I am also thankful to those few - among the many I had gifted the book to - who got back to me with their feedback. I have to mention Prof. Sanjoy Mukhopadhyay (Sanjoyda Ke Valobasi) here: on a quiet February afternoon in 2020, he called me & spent some 30 minutes telling me what he liked about the title story, going to some length talking about its “cinematic quality”. I haven’t had a more flattering half-an-hour in the last 24 months!!
This appreciation post would be incomplete if I didn’t mention a few who have encouraged me as a writer, in their own different ways, in the last 2 years – Asijit Datta, Swaty Mitra, Swapna Bhattacharya, Gerry Roy, Bhagwathi Rao Sandilya, Bratati Raybardhan, Brototi Das Gupta, Srinka Bose, Pinaki De, Debasish Mukherjee, Piu Mahapatra, Runa Chatterjee & Sudeshna Chakraborti.
Last year, I lost a reader – my father – to dementia; and found a new one in my daughter. My best & most devoted reader left me 5 years ago – I miss her every time I write; I cry every time I mention this. Her elder daughter - Nilanjana Ray - stands in for her, steadfast, to support me in all that I do & what I choose not to.

*****
I haven’t been able to write much in the last 24 months; or rather, not been able to write what I planned to -- I’ve written X number of blog posts, Y number of essays, Z number of articles and reviews, totaling to so many thousand words; but a shelved novel remains shelved, a work-in-progress memoir doesn’t seem to progress.
The problem is not always a question of time. Fact is, I’ve been wracked by an overwhelming sense of futility. Whatever I think of writing seems somehow irrelevant & meaningless in the face of what we are facing globally since 2020 – the relentless dance of death and disease, of unbearable pain and suffering, the maddening uncertainty of the times.
I am simply not able to handle writing a ‘book’, to give it the sustained attention it deserves -- can only manage shorter pieces; and sometimes, nothing at all.
So much of what we “do” is intangible work, I’ve realized. It can't be put in a CV or posted on a wall; no certificate or photograph can encapsulate it.
My chief “doing” of the last 2 years has been a profound questioning of & renewed confrontation with the self – both the personal & professional self. I have learnt new things about being a daughter and a mother; come to terms with the kind of work I really want to do & realized what I won’t, even under duress.
Most importantly, I have learnt - in a whole new way - the depth of my insignificance.

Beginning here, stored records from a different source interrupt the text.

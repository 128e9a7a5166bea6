//! Integration tests for the shellblock system.

use std::sync::Arc;

use shellblock_core::{BlockKind, ExitStatus, ServerConfig};
use shellblock_engine::{Marker, MarkerCodec, Segmenter, StoreLimits};
use shellblock_mcp::{BlockView, ShellblockServer};
use shellblock_session::{ScriptedLauncher, SessionRegistry};

/// A zsh transcript as the hook would emit it: banner, prompt, one command
/// with coloured output, then a failing command.
fn transcript(codec: &MarkerCodec) -> Vec<u8> {
    let mut out = b"Last login: Mon Oct 12 09:00:00\r\n".to_vec();
    out.extend(codec.encode(&Marker::InputEnd));
    out.extend_from_slice(b"\x1b[32m~\x1b[0m $ ");
    for (command, output, status) in [
        ("ls --color", "\x1b[34msrc\x1b[0m  Cargo.toml\r\n", 0),
        ("cat missing", "cat: missing: No such file or directory\r\n", 1),
    ] {
        out.extend(codec.encode(&Marker::InputStart(command.as_bytes().to_vec())));
        out.extend_from_slice(command.as_bytes());
        out.extend_from_slice(b"\r\n");
        out.extend(codec.encode(&Marker::OutputStart));
        out.extend_from_slice(output.as_bytes());
        out.extend(codec.encode(&Marker::OutputEnd(status)));
        out.extend(codec.encode(&Marker::InputEnd));
        out.extend_from_slice(b"\x1b[32m~\x1b[0m $ ");
    }
    out
}

#[test]
fn test_full_segmentation_pipeline() {
    let codec = MarkerCodec::new("c0ffee");
    let stream = transcript(&codec);

    // Deliver in awkward pieces so markers straddle chunk boundaries
    let mut segmenter = Segmenter::new(codec, StoreLimits::default());
    for chunk in stream.chunks(7) {
        segmenter.feed(chunk);
    }

    assert!(segmenter.is_hooked());
    assert_eq!(segmenter.violations(), 0);

    let blocks: Vec<_> = segmenter.store().iter().cloned().collect();
    let views = BlockView::all(&blocks, false);
    println!("Segmented {} blocks:", views.len());
    for view in &views {
        println!("  {}: {:?} {:?} {:?}", view.seq, view.kind, view.exit, view.text);
    }

    assert_eq!(views.len(), 4);
    assert_eq!(views[0].kind, BlockKind::Command);
    assert_eq!(views[0].text, "ls --color");
    assert_eq!(views[1].kind, BlockKind::Output);
    assert_eq!(views[1].command_seq, Some(views[0].seq));
    assert_eq!(views[1].text, "src  Cargo.toml\n");
    assert_eq!(views[1].exit, Some(ExitStatus::Code(0)));
    assert_eq!(views[3].exit_code, Some(1));

    // Marker bytes never reach stored content
    for block in &blocks {
        assert!(!block
            .content
            .windows(b"shellblock".len())
            .any(|w| w == b"shellblock"));
    }
}

#[tokio::test]
async fn test_server_over_scripted_shell() {
    let registry = Arc::new(SessionRegistry::with_launcher(
        ServerConfig::default(),
        None,
        Arc::new(ScriptedLauncher::hooked().with_chunk_size(3)),
    ));
    let server = ShellblockServer::new(registry.clone());

    let id = registry
        .create(shellblock_session::SessionOptions::default())
        .await
        .unwrap();
    let result = registry
        .execute(id, "echo integrated", Some(5000), false)
        .await
        .unwrap();
    assert_eq!(result.output, "integrated\n");
    assert_eq!(result.exit_code, Some(0));

    // Tool schemas are generated for every parameter type
    for tool in server.tools() {
        let schema = serde_json::Value::Object((*tool.input_schema).clone());
        if tool.name != "create_session" && tool.name != "list_sessions" {
            assert!(
                schema["properties"]["session_id"].is_object(),
                "{} is missing session_id",
                tool.name
            );
        }
    }
}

It inspires me to pursue a project where I can think beyond myself. But it stands in the way of my writing…

*****
PS:
I’ve had to be my own chief publicist & PR agent, with GJ – I haven't enjoyed that at all. I’ve done it reluctantly, fitfully, incompetently – not posting anything for months on end in the first year, and almost forgetting the book myself in the second. I’m not up to the relentlessness of the exercise… & I’m not supposed to, either; my chief function as a writer is to write, after all.

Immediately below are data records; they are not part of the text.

impl Session {
    /// Launch a shell and start draining its output.
    ///
    /// The session starts in [`Lifecycle::Starting`]; see
    /// [`Session::wait_until_started`]. Must be called within a tokio runtime.
    pub fn start(
        id: SessionId,
        options: SessionOptions,
        config: &ServerConfig,
        launcher: &dyn ShellLauncher,
        credential: Option<Credential>,
    ) -> Result<Arc<Self>> {
        if options.elevated && credential.is_none() {
            return Err(Error::PermissionDenied(
                "elevated sessions need a root password configured at startup".to_string(),
            ));
        }

        let codec = MarkerCodec::random();
        let hook_dir = if config.shell.is_zsh() {
            Some(HookDir::create(&codec)?)
        } else {
            info!(
                "no hook for shell '{}'; session id={} will run degraded",
                config.shell.program, id
            );
            None
        };

        let spec = launch_spec(config, &codec, hook_dir.as_ref(), options.elevated);
        let launched = launcher.launch(&spec)?;
        let elevation = options
            .elevated
            .then(|| PromptWatch::new(elevation_prompt(&codec)));

        let (revision, _) = watch::channel(0u64);
        let session = Arc::new(Self {
            id,
            elevated: options.elevated,
            created_at: Utc::now(),
            state: Mutex::new(SessionState {
                label: options.label,
                description: options.description,
                lifecycle: Lifecycle::Starting,
                segmenter: Segmenter::new(codec, StoreLimits::from(&config.blocks)),
                awaiting_command: false,
                exit_code: None,
                elevation,
            }),
            process: launched.process,
            credential: if options.elevated { credential } else { None },
            hook_dir,
            revision,
            drain: Mutex::new(None),
        });

        let handle = tokio::spawn(drain(Arc::downgrade(&session), launched.events));
        *session.drain.lock().unwrap_or_else(PoisonError::into_inner) = Some(handle);

        if session.hook_dir.is_none() {
            session.degrade();
        }

        info!("Session created: id={} elevated={}", id, options.elevated);
        Ok(session)
    }

    /// Session identifier.
    pub fn id(&self) -> SessionId {
        self.id
    }

    /// Whether the shell runs with elevated privilege.
    pub fn is_elevated(&self) -> bool {
        self.elevated
    }

    /// Creation time.
    pub fn created_at(&self) -> DateTime<Utc> {
        self.created_at
    }

    /// Current lifecycle state.
    pub fn lifecycle(&self) -> Lifecycle {
        self.lock().lifecycle
    }

    /// Whether the session runs without markers.
    pub fn is_degraded(&self) -> bool {
        self.lock().segmenter.is_degraded()
    }

    pub(crate) fn lock(&self) -> MutexGuard<'_, SessionState> {
        self.state.lock().unwrap_or_else(PoisonError::into_inner)
    }

    pub(crate) fn subscribe(&self) -> watch::Receiver<u64> {
        self.revision.subscribe()
    }

    fn bump(&self) {
        self.revision.send_modify(|revision| *revision += 1);
    }

    /// Wait until the hook is detected, the shell exits, or `timeout`
    /// passes. On timeout the session switches to degraded mode.
    pub async fn wait_until_started(&self, timeout: Duration) {
        let mut changes = self.subscribe();
        let deadline = tokio::time::Instant::now() + timeout;
        loop {
            if self.lifecycle() != Lifecycle::Starting {
                return;
            }
            match tokio::time::timeout_at(deadline, changes.changed()).await {
                Ok(Ok(())) => continue,
                Ok(Err(_)) => return,
                Err(_) => {
                    self.degrade();
                    return;
                }
            }
        }
    }

    /// Give up on markers: everything from now on goes to one open Output
    /// block and input is always accepted.
    pub fn degrade(&self) {
        let mut state = self.lock();
        if state.lifecycle != Lifecycle::Starting {
            return;
        }
        let events = state.segmenter.degrade();
        self.apply(&mut state, events);
        state.lifecycle = Lifecycle::Ready;
        drop(state);
        warn!("No shell hook detected in session id={}; running degraded", self.id);
        self.bump();
    }

    /// Feed shell output into the engine. Every chunk bumps the revision so
    /// waiters can also follow content growth.
    pub(crate) fn ingest(&self, bytes: &[u8]) {
        let mut state = self.lock();
        let prompted = state
            .elevation
            .as_mut()
            .is_some_and(|watch| watch.scan(bytes));
        if prompted {
            state.elevation = None;
        }
        let events = state.segmenter.feed(bytes);
        self.apply(&mut state, events);
        drop(state);
        if prompted {
            self.answer_elevation_prompt();
        }
        self.bump();
    }

    /// Type the credential at the elevation program's prompt. Only ever
    /// done once, and only after the prompt was seen.
    fn answer_elevation_prompt(&self) {
        let Some(credential) = &self.credential else {
            return;
        };
        info!("Answering elevation prompt: id={}", self.id);
        if let Err(e) = self.process.write(&credential.as_keystrokes()) {
            warn!("Cannot answer elevation prompt in session id={}: {}", self.id, e);
        }
    }

    /// Translate engine events into lifecycle transitions.
    fn apply(&self, state: &mut SessionState, events: Vec<SegmentEvent>) {
        for event in events {
            match event {
                SegmentEvent::HookDetected => {
                    // The shell is up; a prompt seen from now on is not ours to answer.
                    state.elevation = None;
                    if state.lifecycle == Lifecycle::Starting {
                        state.lifecycle = Lifecycle::Ready;
                        info!("Shell hook detected: id={}", self.id);
                    }
                }
                SegmentEvent::BlockOpened {
                    seq,
                    kind: BlockKind::Output,
                } => {
                    if !state.segmenter.is_degraded() && state.lifecycle != Lifecycle::Terminated
                    {
                        state.lifecycle = Lifecycle::Running;
                        state.awaiting_command = false;
                    }
                    debug!("output block opened: id={} seq={}", self.id, seq);
                }
                SegmentEvent::BlockClosed {
                    seq,
                    kind: BlockKind::Output,
                    exit,
                } => {
                    if state.lifecycle == Lifecycle::Running && !state.awaiting_command {
                        state.lifecycle = Lifecycle::Ready;
                    }
                    debug!("output block closed: id={} seq={} exit={:?}", self.id, seq, exit);
                }
                SegmentEvent::InputEnded { after_command } => {
                    if !after_command && state.awaiting_command {
                        // The submitted line produced no command.
                        state.awaiting_command = false;
                        if state.lifecycle == Lifecycle::Running {
                            state.lifecycle = Lifecycle::Ready;
                        }
                    }
                }
                SegmentEvent::Violation(violation) => {
                    warn!("Protocol violation in session id={}: {}", self.id, violation);
                }
                SegmentEvent::BlockOpened { .. } | SegmentEvent::BlockClosed { .. } => {}
            }
        }
    }

    /// The shell's output stream ended.
    pub(crate) fn upstream_closed(&self, exit_code: Option<u32>) {
        let mut state = self.lock();
        if state.lifecycle == Lifecycle::Terminated {
            return;
        }
        let events = state.segmenter.finish(ExitStatus::NotObserved);
        self.apply(&mut state, events);
        state.lifecycle = Lifecycle::Terminated;
        state.awaiting_command = false;
        state.exit_code = exit_code;
        drop(state);

        warn!("Shell exited: id={} code={:?}", self.id, exit_code);
        if let Some(dir) = &self.hook_dir {
            dir.remove();
        }
        self.bump();
    }

    /// Stop the session: close any open block as terminated, stop draining
    /// and kill the process. Idempotent.
    pub fn terminate(&self) {
        {
            let mut state = self.lock();
            if state.lifecycle != Lifecycle::Terminated {
                let events = state.segmenter.finish(ExitStatus::Terminated);
                self.apply(&mut state, events);
                state.lifecycle = Lifecycle::Terminated;
                state.awaiting_command = false;
            }
        }

        if let Some(handle) = self.drain.lock().unwrap_or_else(PoisonError::into_inner).take() {
            handle.abort();
            if let Err(e) = self.process.kill() {
                debug!("kill failed for session id={}: {}", self.id, e);
            }
            info!("Session terminated: id={}", self.id);
        }

        if let Some(dir) = &self.hook_dir {
            dir.remove();
        }
        self.bump();
    }

    /// Submit a command line.
    ///
    /// Returns the sequence number from which the command's blocks will be
    /// numbered. Returns once the bytes were handed to the shell.
    pub fn submit_input(&self, text: &str) -> Result<u64> {
        if text.is_empty() {
            return Err(Error::InvalidInput("command text is empty".to_string()));
        }

        let (from_seq, degraded) = {
            let mut state = self.lock();
            match state.lifecycle {
                Lifecycle::Ready => {}
                Lifecycle::Terminated => return Err(Error::UpstreamTerminated(self.id)),
                lifecycle => {
                    return Err(Error::NotReady {
                        id: self.id,
                        lifecycle,
                    })
                }
            }
            state.elevation = None;
            let degraded = state.segmenter.is_degraded();
            if !degraded {
                state.lifecycle = Lifecycle::Running;
                state.awaiting_command = true;
            }
            (state.segmenter.store().next_seq(), degraded)
        };

        let bytes = if degraded {
            [text.as_bytes(), b"\r"].concat()
        } else {
            [CLEAR_LINE, PASTE_START, text.as_bytes(), PASTE_END, b"\r"].concat()
        };

        if let Err(e) = self.process.write(&bytes) {
            let mut state = self.lock();
            if state.lifecycle == Lifecycle::Running && state.awaiting_command {
                state.lifecycle = Lifecycle::Ready;
                state.awaiting_command = false;
            }
            return Err(self.write_error(&state, e));
        }

        debug!("input submitted: id={} bytes={}", self.id, text.len());
        self.bump();
        Ok(from_seq)
    }

    /// A write that failed because the session was terminated underneath
    /// it reports the termination.
    fn write_error(&self, state: &SessionState, error: Error) -> Error {
        if state.lifecycle == Lifecycle::Terminated {
            debug!("write after termination: id={} error={}", self.id, error);
            Error::UpstreamTerminated(self.id)
        } else {
            error
        }
    }

    /// Send raw keys to the running command.
    pub fn send_keys(&self, keys: &[u8]) -> Result<()> {
        self.check_command_running()?;
        self.process.write(keys)
    }

    /// Type the configured credential into the running command.
    pub fn enter_credential(&self) -> Result<()> {
        let credential = match (&self.credential, self.elevated) {
            (Some(credential), true) => credential,
            _ => {
                return Err(Error::PermissionDenied(format!(
                    "session {} was not created with root privilege",
                    self.id
                )))
            }
        };
        self.check_command_running()?;
        info!("Entering root password: id={}", self.id);
        self.process.write(&credential.as_keystrokes())
    }

    fn check_command_running(&self) -> Result<()> {
        let state = self.lock();
        match state.lifecycle {
            Lifecycle::Terminated => Err(Error::UpstreamTerminated(self.id)),
            Lifecycle::Running => Ok(()),
            _ if state.segmenter.is_degraded() => Ok(()),
            _ => Err(Error::NoCommandRunning(self.id)),
        }
    }

    /// Update label and/or description.
    pub fn set_metadata(&self, label: Option<String>, description: Option<String>) {
        let mut state = self.lock();
        if let Some(label) = label {
            state.label = Some(label);
        }
        if let Some(description) = description {
            state.description = Some(description);
        }
    }

    /// Read blocks. The open block is included with its content so far.
    pub fn read_blocks(&self, range: BlockRange) -> Vec<Block> {
        let state = self.lock();
        let store = state.segmenter.store();
        match range {
            BlockRange::Since(seq) => store.since(seq),
            BlockRange::Last(count) => store.last(count),
            BlockRange::All => store.since(0),
        }
    }

    /// Blocks from the most recent command onward, or everything.
    pub fn snapshot(&self, include_all: bool) -> Vec<Block> {
        let state = self.lock();
        let store = state.segmenter.store();
        if include_all {
            store.since(0)
        } else {
            store.latest_command_onward()
        }
    }

    /// Listing entry for this session.
    pub fn summary(&self) -> SessionSummary {
        let state = self.lock();
        SessionSummary {
            id: self.id,
            label: state.label.clone(),
            description: state.description.clone(),
            lifecycle: state.lifecycle,
            current_command: if state.lifecycle == Lifecycle::Running {
                state.segmenter.current_command()
            } else {
                None
            },
            elevated: self.elevated,
            degraded: state.segmenter.is_degraded(),
            block_count: state.segmenter.store().len(),
            protocol_violations: state.segmenter.violations(),
            exit_code: state.exit_code,
            created_at: self.created_at,
        }
    }
}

But I did enjoy the process of creating this particular video: I was both inside the book & outside of it while conceptualizing it; & I loved the fact that so much of my past & present came together in it, as also many dear ones.

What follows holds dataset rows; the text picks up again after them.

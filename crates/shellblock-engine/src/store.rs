//! Bounded, append-only block list.

use std::collections::VecDeque;

use shellblock_core::{Block, BlockKind, BlockSettings, ExitStatus};
use tracing::debug;

/// Retention limits for a [`BlockStore`].
#[derive(Debug, Clone, Copy, PartialEq, Eq)]
pub struct StoreLimits {
    /// Maximum number of retained blocks
    pub max_blocks: usize,
    /// Maximum stored bytes per block
    pub max_block_bytes: usize,
    /// Maximum stored bytes across all retained blocks
    pub max_total_bytes: usize,
}

impl StoreLimits {
    /// No effective limits.
    pub fn unbounded() -> Self {
        Self {
            max_blocks: usize::MAX,
            max_block_bytes: usize::MAX,
            max_total_bytes: usize::MAX,
        }
    }
}

impl Default for StoreLimits {
    fn default() -> Self {
        Self::from(&BlockSettings::default())
    }
}

impl From<&BlockSettings> for StoreLimits {
    fn from(settings: &BlockSettings) -> Self {
        Self {
            max_blocks: settings.max_blocks,
            max_block_bytes: settings.max_block_bytes,
            max_total_bytes: settings.max_total_bytes,
        }
    }
}

/// Ordered block list with FIFO eviction.
///
/// Sequence numbers are assigned by the store and strictly increase. Only
/// the last block may be open. Eviction only ever removes from the front, so
/// what remains is always a contiguous suffix of everything ever pushed.
#[derive(Debug, Clone)]
pub struct BlockStore {
    blocks: VecDeque<Block>,
    limits: StoreLimits,
    next_seq: u64,
    total_bytes: usize,
    evicted: u64,
}

impl BlockStore {
    /// Create an empty store.
    pub fn new(limits: StoreLimits) -> Self {
        Self {
            blocks: VecDeque::new(),
            limits,
            next_seq: 0,
            total_bytes: 0,
            evicted: 0,
        }
    }

    /// The configured limits.
    pub fn limits(&self) -> StoreLimits {
        self.limits
    }

    /// Open a new block at the end of the list. The caller closes any
    /// previously open block first.
    pub fn open(&mut self, kind: BlockKind) -> u64 {
        debug_assert!(self.open_block().is_none(), "previous block still open");
        let seq = self.next_seq;
        self.next_seq += 1;
        self.blocks.push_back(Block::open(seq, kind));
        seq
    }

    /// The open block, if any.
    pub fn open_block(&self) -> Option<&Block> {
        self.blocks.back().filter(|block| block.is_open())
    }

    pub(crate) fn open_block_mut(&mut self) -> Option<&mut Block> {
        self.blocks.back_mut().filter(|block| block.is_open())
    }

    /// Append to the open block, honouring the per-block cap. Returns false
    /// when no block is open.
    pub fn append_open(&mut self, bytes: &[u8]) -> bool {
        let cap = self.limits.max_block_bytes;
        let Some(block) = self.open_block_mut() else {
            return false;
        };
        let stored = block.append_capped(bytes, cap);
        self.total_bytes += stored;
        self.enforce_limits();
        true
    }

    /// Store the complete text of the open Command block. Command text is
    /// never capped per block; it still counts toward the total byte limit.
    pub fn set_command_text(&mut self, text: &[u8]) -> bool {
        let Some(block) = self.open_block_mut().filter(|block| block.is_command()) else {
            return false;
        };
        let previous = block.content.len();
        block.content = text.to_vec();
        self.total_bytes = self.total_bytes - previous + text.len();
        self.enforce_limits();
        true
    }

    /// Seed the open block with bytes and a count of already-dropped bytes.
    pub(crate) fn seed_open(&mut self, bytes: &[u8], dropped: u64) {
        if self.append_open(bytes) {
            if let Some(block) = self.open_block_mut() {
                block.truncated_bytes += dropped;
            }
        }
    }

    /// Close the open block, returning its sequence number and kind. The
    /// closed block may be evicted straight away.
    pub fn close_open(&mut self, exit: Option<ExitStatus>) -> Option<(u64, BlockKind)> {
        let block = self.open_block_mut()?;
        block.close(exit);
        let closed = (block.seq, block.kind);
        self.enforce_limits();
        Some(closed)
    }

    /// Block by sequence number, if still retained.
    pub fn get(&self, seq: u64) -> Option<&Block> {
        let index = self.blocks.binary_search_by_key(&seq, |b| b.seq).ok()?;
        self.blocks.get(index)
    }

    /// Blocks with `seq >= from`, in order.
    pub fn since(&self, from: u64) -> Vec<Block> {
        let start = self.blocks.partition_point(|b| b.seq < from);
        self.blocks.range(start..).cloned().collect()
    }

    /// The last `count` blocks, in order.
    pub fn last(&self, count: usize) -> Vec<Block> {
        let start = self.blocks.len().saturating_sub(count);
        self.blocks.range(start..).cloned().collect()
    }

    /// Blocks from the most recent Command block onward; everything when no
    /// Command block is retained.
    pub fn latest_command_onward(&self) -> Vec<Block> {
        let start = self
            .blocks
            .iter()
            .rposition(|b| b.is_command())
            .unwrap_or(0);
        self.blocks.range(start..).cloned().collect()
    }

    /// Iterate over retained blocks.
    pub fn iter(&self) -> impl Iterator<Item = &Block> {
        self.blocks.iter()
    }

    /// Number of retained blocks.
    pub fn len(&self) -> usize {
        self.blocks.len()
    }

    /// Whether no block is retained.
    pub fn is_empty(&self) -> bool {
        self.blocks.is_empty()
    }

    /// Stored bytes across retained blocks.
    pub fn total_bytes(&self) -> usize {
        self.total_bytes
    }

    /// Number of blocks evicted so far.
    pub fn evicted(&self) -> u64 {
        self.evicted
    }

    /// Sequence number the next block will get.
    pub fn next_seq(&self) -> u64 {
        self.next_seq
    }

    fn over_limits(&self) -> bool {
        self.blocks.len() > self.limits.max_blocks
            || self.total_bytes > self.limits.max_total_bytes
    }

    /// Evict from the front until within limits or the front is protected.
    ///
    /// A Command block goes together with the Output block answering it; if
    /// that Output block is still open, neither goes. The open block never
    /// goes.
    fn enforce_limits(&mut self) {
        while self.over_limits() {
            let Some(front) = self.blocks.front() else {
                break;
            };
            if front.is_open() {
                break;
            }

            let mut count = 1;
            if front.is_command() {
                let seq = front.seq;
                if let Some(next) = self.blocks.get(1) {
                    if next.command_seq == Some(seq) {
                        if next.is_open() {
                            break;
                        }
                        count = 2;
                    }
                }
            }

            for _ in 0..count {
                if let Some(block) = self.blocks.pop_front() {
                    self.total_bytes -= block.content.len();
                    self.evicted += 1;
                    debug!("evicted block seq={} kind={}", block.seq, block.kind);
                }
            }
        }
    }
}

#[cfg(test)]
mod tests {
    use super::*;

    fn limits(max_blocks: usize, max_block_bytes: usize, max_total_bytes: usize) -> StoreLimits {
        StoreLimits {
            max_blocks,
            max_block_bytes,
            max_total_bytes,
        }
    }

    /// Push a closed Command block and a closed Output block answering it.
    fn push_pair(store: &mut BlockStore, command: &[u8], output: &[u8]) -> (u64, u64) {
        let cmd = store.open(BlockKind::Command);
        store.append_open(command);
        store.close_open(None);
        let out = store.open(BlockKind::Output);
        store.open_block_mut().unwrap().command_seq = Some(cmd);
        store.append_open(output);
        store.close_open(Some(ExitStatus::Code(0)));
        (cmd, out)
    }

    #[test]
    fn test_sequence_numbers_increase() {
        let mut store = BlockStore::new(StoreLimits::unbounded());
        let (a, b) = push_pair(&mut store, b"ls", b"file\n");
        let (c, d) = push_pair(&mut store, b"pwd", b"/\n");
        assert_eq!((a, b, c, d), (0, 1, 2, 3));
        assert_eq!(store.next_seq(), 4);
        assert_eq!(store.total_bytes(), 2 + 5 + 3 + 2);
    }

    #[test]
    fn test_append_without_open_block() {
        let mut store = BlockStore::new(StoreLimits::unbounded());
        assert!(!store.append_open(b"noise"));
        assert!(store.is_empty());
    }

    #[test]
    fn test_per_block_cap() {
        let mut store = BlockStore::new(limits(10, 4, 100));
        store.open(BlockKind::Output);
        store.append_open(b"abcdef");
        let block = store.open_block().unwrap();
        assert_eq!(block.content, b"abcd");
        assert_eq!(block.truncated_bytes, 2);
        assert_eq!(store.total_bytes(), 4);
    }

    #[test]
    fn test_command_text_ignores_block_cap() {
        let mut store = BlockStore::new(limits(10, 4, 100));
        store.open(BlockKind::Command);
        assert!(store.set_command_text(b"echo long"));
        let block = store.open_block().unwrap();
        assert_eq!(block.content, b"echo long");
        assert_eq!(block.truncated_bytes, 0);
        assert_eq!(store.total_bytes(), 9);

        store.close_open(None);
        store.open(BlockKind::Output);
        assert!(!store.set_command_text(b"x"));
    }

    #[test]
    fn test_evicts_pairs_by_count() {
        let mut store = BlockStore::new(limits(4, 100, 1000));
        push_pair(&mut store, b"a", b"1");
        push_pair(&mut store, b"b", b"2");
        push_pair(&mut store, b"c", b"3");

        let seqs: Vec<u64> = store.iter().map(|b| b.seq).collect();
        assert_eq!(seqs, vec![2, 3, 4, 5]);
        assert_eq!(store.evicted(), 2);
        assert_eq!(store.total_bytes(), 4);
    }

    #[test]
    fn test_never_evicts_command_with_open_output() {
        let mut store = BlockStore::new(limits(1, 100, 1000));
        let cmd = store.open(BlockKind::Command);
        store.append_open(b"sleep 10");
        store.close_open(None);
        store.open(BlockKind::Output);
        store.open_block_mut().unwrap().command_seq = Some(cmd);
        store.append_open(b"zzz");

        // Over the count limit, but both blocks are protected.
        assert_eq!(store.len(), 2);
        assert_eq!(store.get(cmd).unwrap().content, b"sleep 10");

        store.close_open(Some(ExitStatus::Code(0)));
        assert!(store.is_empty());
    }

    #[test]
    fn test_evicts_by_total_bytes() {
        let mut store = BlockStore::new(limits(100, 10, 12));
        push_pair(&mut store, b"a", b"0123456789");
        assert_eq!(store.len(), 2);
        store.open(BlockKind::Output);
        store.append_open(b"xyz");
        // 11 + 3 > 12: the closed pair goes, the open block stays.
        assert_eq!(store.len(), 1);
        assert_eq!(store.total_bytes(), 3);
    }

    #[test]
    fn test_range_queries() {
        let mut store = BlockStore::new(StoreLimits::unbounded());
        push_pair(&mut store, b"a", b"1");
        push_pair(&mut store, b"b", b"2");
        store.open(BlockKind::Output);
        store.append_open(b"partial");

        assert_eq!(store.since(3).len(), 2);
        assert_eq!(store.since(99).len(), 0);
        assert_eq!(store.last(2).iter().map(|b| b.seq).collect::<Vec<_>>(), vec![3, 4]);
        assert_eq!(store.last(99).len(), 5);
        assert_eq!(store.latest_command_onward().first().unwrap().seq, 2);
        assert_eq!(store.since(4)[0].content, b"partial");
        assert!(store.since(4)[0].is_open());
    }
}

In the long run, it is quite likely that this video will be seen more than the book read.

Comments

More power to your pen!
Peter Leyland said…
A very moving piece about your book Ritupurna and the events surrounding it. I think I would read the book rather than watch the video. Thanks for the post
Peter Leyland said…
*Rituparna - my apologies
Ruth Leigh said…
A lot of hard times from the sound of it, and well done on getting the book out
Umberto Tosi said…
Congratulations on your fine book and your perseverence!